Une structure de warrants explicite
La structure des warrants est conçue pour se débloquer par étapes :
- La première étape consiste en un déploiement initial d’un gigawatt .
- Les étapes suivantes dépendent de la montée en puissance vers le sixième gigawatt .
Mais cela ne s’arrête pas là : le processus de vesting est également lié à des objectifs de prix de l’action pour AMD et des résultats techniques pour OpenAI. En d’autres termes, cette relation repose sur une croissance exponentielle des deux côtés. Les deux entreprises se retrouvent ainsi piégées par le besoin de réussir ensemble.
Un timing révélateur
Le moment choisi pour cet accord ne semble pas fortuit. Deux semaines avant, OpenAI avait signé un contrat de 100 milliards de dollars avec NVIDIA. AMD considère que cet accord peut générer « dizaines de milliards de dollars » de revenus futurs. Cela soulève des questions sur la viabilité éthique d’une entreprise qui annonce des engagements financiers massifs alors qu’elle souffre d’un flux de trésorerie négatif.
En surface, cela pourrait être perçu comme une simple diversification des fournisseurs. Cependant, en grattant un peu, on découvre qu’ils sont en train d’établir des engagements financiers qu’ils ne sont pas en mesure de respecter, mais que le marché valorise comme réelles.
La réalité des chiffres
Il est essentiel de noter que le premier gigawatt de puissance ne sera pas opérationnel avant la seconde moitié de 2026. Cela laisse un an de délai pour que les conditions de cet accord se mettent en place. Les jalons sont définis comme « flexibles », selon l’évolution des objectifs techniques et commerciaux. Cela souligne l'{incertitude inhérente} au secteur de la technologie.
Pour compliquer encore la situation, aucune des communications officielles n’explicite comment OpenAI prévoit de financer cet engagement sans emprunter davantage ou diluer son capital.
Une dynamique commerciale inédite
Nous assistons ainsi à une dynamique où :
- NVIDIA finance OpenAI pour qu’elle achète des chips NVIDIA.
- AMD fournit des warrants à OpenAI pour qu’elle se procure ses propres puces.

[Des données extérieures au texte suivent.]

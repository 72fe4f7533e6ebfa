//! Archive Format
//!
//! The custom per-endpoint container format. A data archive is a flat
//! sequence of (local file header, stripe name, stripe payload) triples at
//! monotonically increasing offsets, closed with that endpoint's own
//! central directory entries and one end-of-central-directory record. The
//! aggregate metadata archive concatenates every endpoint's directory
//! entries behind a single EOCD so any reader can locate any stripe without
//! scanning all data archives.
//!
//! # Components
//!
//! - **Records** (`record.rs`): bit-exact encode/decode of the three
//!   fixed-size record kinds (LFH, CDH, EOCD). Decode validates every
//!   constant field and rejects deviations as format violations.
//! - **Directory** (`directory.rs`): the per-endpoint central directory
//!   ledger, directory parsing and the aggregate metadata buffer.

pub mod directory;
pub mod record;

#[cfg(test)]
mod proptest;

pub use directory::{aggregate_metadata, parse_directory, CentralDirectory, DirectoryEntry};
pub use record::{CentralDirectoryHeader, EndOfCentralDirectory, LocalFileHeader};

- OpenAI se transforme en actionnaire potentiel de ses fournisseurs.
- Les fournisseurs voient leur valeur augmenter grâce aux achats d’OpenAI.
- OpenAI peut exercer ces warrants uniquement si les fournisseurs réussissent à répondre à une demande montante.
Parallèlement, la seule source de revenu réel pour OpenAI provient des abonnements à ChatGPT, qui ne couvrent même pas les coûts opérationnels, laissant planer le doute quant à la durabilité d’un investissement d’un trillion en infrastructure.
Une alliance sujette à caution
En conclusion, cette opération pourrait être perçue comme un échange de certitude pour de l’ optionnalité . Tandis qu’OpenAI convertit une liquidité insaisissable en une part de sa chaîne d’approvisionnement, ce processus pose la question d’un marché qui valorise les promesses plus que la réalité financière. La dépendance à une croissance exponentielle pourrait bien endormir les acteurs de cette industrie, qui pourraient un jour apparaître dans les livres d’école comme un cas d’école sur l’abandon des principes économiques.